Los querubines (keruvim) apostados en la entrada del Edén para custodiar el Árbol de la Vida (Génesis 3:24) encuentran paralelos en el arte mesopotámico. Los lamassu y shedu —toros y leones alados con cabeza humana que custodiaban las entradas de los palacios asirios— cumplían una función protectora similar. Ejemplos colosales de Dur-Sharrukin (Khorsabad) y Nínive se exhiben ahora en el Louvre, el Museo Británico y el Instituto Oriental de Chicago.

La narrativa de la caída —la tentación de la serpiente, el fruto prohibido, la expulsión— ha generado una inmensa tradición interpretativa en el judaísmo. A diferencia de la teología cristiana, que desarrolló la doctrina del "pecado original" a partir de este pasaje, la tradición judía generalmente lee la historia del Edén como un relato del desarrollo moral humano en lugar de una catástrofe cósmica. El Talmud (Sanhedrín 38b) presenta una línea temporal detallada del primer día de Adán, incluyendo su creación, la nominación de los animales, la creación de Eva, el pecado, el juicio y la expulsión, todo antes del anochecer.
Maimónides interpretó la narrativa del Edén filosóficamente: el Árbol del Conocimiento representa la transición de la contemplación intelectual pura a la conciencia sensorial y la ambigüedad moral. Antes de comer el fruto, el ser humano operaba en el nivel de verdad y falsedad; después de comer, en el nivel de bien y mal: un descenso del conocimiento intelectual al moral que refleja la condición humana.
Las genealogías: de Adán a Noé Tradition
Génesis 5 presenta la genealogía de Adán a Noé — diez generaciones con vidas extraordinariamente largas: Adán vive 930 años, Matusalén 969 (la más larga registrada) y Noé 950. Estas edades antediluvianas se han comparado con la Lista Real Sumeria, donde los reyes pre-diluvianos reinan por decenas de miles de años.
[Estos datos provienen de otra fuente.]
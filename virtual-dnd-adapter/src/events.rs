use virtual_dnd::{PlaceholderKey, Point};

#[derive(Clone, Debug, PartialEq)]
#[cfg_attr(feature = "serde", derive(serde::Serialize, serde::Deserialize))]
pub struct DragStartEvent<K, L, D> {
    pub item_id: K,
    pub list_id: L,
    pub data: D,
    /// Pointer position at pick-up; `None` for keyboard drags.
    pub position: Option<Point>,
    pub source_index: Option<usize>,
}

/// The drag moved to a different list or placeholder index.
#[derive(Clone, Debug, PartialEq)]
#[cfg_attr(feature = "serde", derive(serde::Serialize, serde::Deserialize))]
pub struct DragMoveEvent<K, L> {
    pub item_id: K,
    pub source_list_id: L,
    /// `None` while the drag is outside every registered list.
    pub target_list_id: Option<L>,
    pub placeholder_key: Option<PlaceholderKey<K>>,
    pub position: Option<Point>,
    /// Gap index into the target list's current order.
    pub target_index: Option<usize>,
}

#[derive(Clone, Debug, PartialEq)]
#[cfg_attr(feature = "serde", derive(serde::Serialize, serde::Deserialize))]
pub struct DragEndEvent<K, L, D> {
    pub item_id: K,
    pub list_id: L,
    pub cancelled: bool,
    pub data: D,
    pub source_index: Option<usize>,
    /// Final index in the destination list; `None` when cancelled or dropped outside any list.
    pub destination_index: Option<usize>,
}

#[derive(Clone, Debug, PartialEq)]
#[cfg_attr(feature = "serde", derive(serde::Serialize, serde::Deserialize))]
pub struct DropSource<K, L, D> {
    pub item_id: K,
    pub list_id: L,
    pub index: Option<usize>,
    pub data: D,
}

#[derive(Clone, Debug, PartialEq)]
#[cfg_attr(feature = "serde", derive(serde::Serialize, serde::Deserialize))]
pub struct DropDestination<K, L, D> {
    pub list_id: L,
    pub placeholder_key: PlaceholderKey<K>,
    /// Final index of the moved item: remove it at `source.index`, then insert it here.
    pub index: usize,
    /// The payload to insert.
    pub data: D,
}

#[derive(Clone, Debug, PartialEq)]
#[cfg_attr(feature = "serde", derive(serde::Serialize, serde::Deserialize))]
pub struct DropEvent<K, L, D> {
    pub source: DropSource<K, L, D>,
    pub destination: DropDestination<K, L, D>,
}

impl<K, L: PartialEq, D> DropEvent<K, L, D> {
    /// `true` when applying the drop leaves the list unchanged.
    pub fn is_noop(&self) -> bool {
        self.source.list_id == self.destination.list_id
            && self.source.index == Some(self.destination.index)
    }
}

/// Drag lifecycle notifications emitted by [`crate::DndController`].
///
/// A successful drop emits [`DragEvent::Drop`] followed by [`DragEvent::DragEnd`]; a cancelled
/// drag (or a drop outside every list) emits only `DragEnd`.
#[derive(Clone, Debug, PartialEq)]
#[cfg_attr(feature = "serde", derive(serde::Serialize, serde::Deserialize))]
pub enum DragEvent<K, L, D = ()> {
    DragStart(DragStartEvent<K, L, D>),
    DragMove(DragMoveEvent<K, L>),
    DragEnd(DragEndEvent<K, L, D>),
    Drop(DropEvent<K, L, D>),
}

impl<K, L, D> DragEvent<K, L, D> {
    pub fn item_id(&self) -> &K {
        match self {
            Self::DragStart(e) => &e.item_id,
            Self::DragMove(e) => &e.item_id,
            Self::DragEnd(e) => &e.item_id,
            Self::Drop(e) => &e.source.item_id,
        }
    }
}
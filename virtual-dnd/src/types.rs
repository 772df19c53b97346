/// A point in viewport coordinates (pixels).
#[derive(Clone, Copy, Debug, Default, PartialEq)]
#[cfg_attr(feature = "serde", derive(serde::Serialize, serde::Deserialize))]
pub struct Point {
    pub x: f64,
    pub y: f64,
}

impl Point {
    pub const ZERO: Self = Self { x: 0.0, y: 0.0 };

    pub const fn new(x: f64, y: f64) -> Self {
        Self { x, y }
    }

    pub fn offset_from(self, origin: Self) -> Self {
        Self {
            x: self.x - origin.x,
            y: self.y - origin.y,
        }
    }
}

/// An axis-aligned rectangle in viewport coordinates (pixels).
#[derive(Clone, Copy, Debug, Default, PartialEq)]
#[cfg_attr(feature = "serde", derive(serde::Serialize, serde::Deserialize))]
pub struct Rect {
    pub left: f64,
    pub top: f64,
    pub width: f64,
    pub height: f64,
}

impl Rect {
    pub const fn new(left: f64, top: f64, width: f64, height: f64) -> Self {
        Self {
            left,
            top,
            width,
            height,
        }
    }

    pub fn right(&self) -> f64 {
        self.left + self.width
    }

    pub fn bottom(&self) -> f64 {
        self.top + self.height
    }

    pub fn is_empty(&self) -> bool {
        self.width <= 0.0 || self.height <= 0.0
    }
}

/// Restricts preview movement to a single axis.
#[derive(Clone, Copy, Debug, PartialEq, Eq)]
#[cfg_attr(feature = "serde", derive(serde::Serialize, serde::Deserialize))]
pub enum AxisLock {
    /// Only horizontal movement; the vertical coordinate stays at its initial value.
    X,
    /// Only vertical movement; the horizontal coordinate stays at its initial value.
    Y,
}

#[derive(Clone, Copy, Debug, PartialEq, Eq)]
#[cfg_attr(feature = "serde", derive(serde::Serialize, serde::Deserialize))]
pub enum ScrollDirection {
    Forward,
    Backward,
}

impl ScrollDirection {
    pub(crate) fn sign(self) -> f64 {
        match self {
            Self::Forward => 1.0,
            Self::Backward => -1.0,
        }
    }
}

/// Where the placeholder sits: before a concrete item, or after the last one.
#[derive(Clone, Debug, PartialEq, Eq, Hash)]
#[cfg_attr(feature = "serde", derive(serde::Serialize, serde::Deserialize))]
pub enum PlaceholderKey<K> {
    /// Insert before the item with this key.
    Before(K),
    /// Insert after the final item (the `END_OF_LIST` sentinel).
    EndOfList,
}

impl<K> PlaceholderKey<K> {
    pub fn is_end_of_list(&self) -> bool {
        matches!(self, Self::EndOfList)
    }

    pub fn item_key(&self) -> Option<&K> {
        match self {
            Self::Before(k) => Some(k),
            Self::EndOfList => None,
        }
    }
}

/// Vertical geometry of a droppable list's scroll container.
///
/// `top`/`bottom` are viewport coordinates of the visible container box; `scroll_top` is the
/// container's current scroll offset.
#[derive(Clone, Copy, Debug, Default, PartialEq)]
#[cfg_attr(feature = "serde", derive(serde::Serialize, serde::Deserialize))]
pub struct ContainerGeometry {
    pub top: f64,
    pub bottom: f64,
    pub scroll_top: f64,
}

impl ContainerGeometry {
    pub const fn new(top: f64, bottom: f64, scroll_top: f64) -> Self {
        Self {
            top,
            bottom,
            scroll_top,
        }
    }

    pub fn from_rect(rect: Rect, scroll_top: f64) -> Self {
        Self {
            top: rect.top,
            bottom: rect.bottom(),
            scroll_top,
        }
    }

    pub fn height(&self) -> f64 {
        self.bottom - self.top
    }
}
Se han propuesto varias explicaciones para estos números. Algunos estudiosos sugieren que reflejan una convención literaria del antiguo Cercano Oriente de atribuir grandes edades a figuras primordiales. Otros señalan que los números parecen seguir patrones matemáticos: muchos son múltiplos de 5 o terminan en 0, 2, 5, 7 o 9, y algunos estudiosos han identificado relaciones simbólicas entre las cifras. La Septuaginta y el Pentateuco Samaritano preservan números diferentes del Texto Masorético, sugiriendo que las cifras no se consideraban fijas ni siquiera en la antigüedad.
Una figura en la genealogía se destaca: Enoc, quien "caminó con Dios; y desapareció, porque Dios se lo llevó" (Génesis 5:24). Enoc es la única figura en la genealogía que no "muere" — es llevado por Dios a la edad comparativamente joven de 365 (un número correspondiente a los días del año solar). Esta enigmática referencia engendró un enorme corpus literario en el período del Segundo Templo, incluyendo 1 Enoc, 2 Enoc y 3 Enoc, que describen los viajes celestiales de Enoc, visiones del juicio cósmico y su transformación en el ángel Metatrón.
A medida que nos adentramos en la narrativa del diluvio en el próximo capítulo, veremos estas mismas dinámicas en juego: paralelos antiguos, transformación teológica y la conversación continua entre rollos y piedras.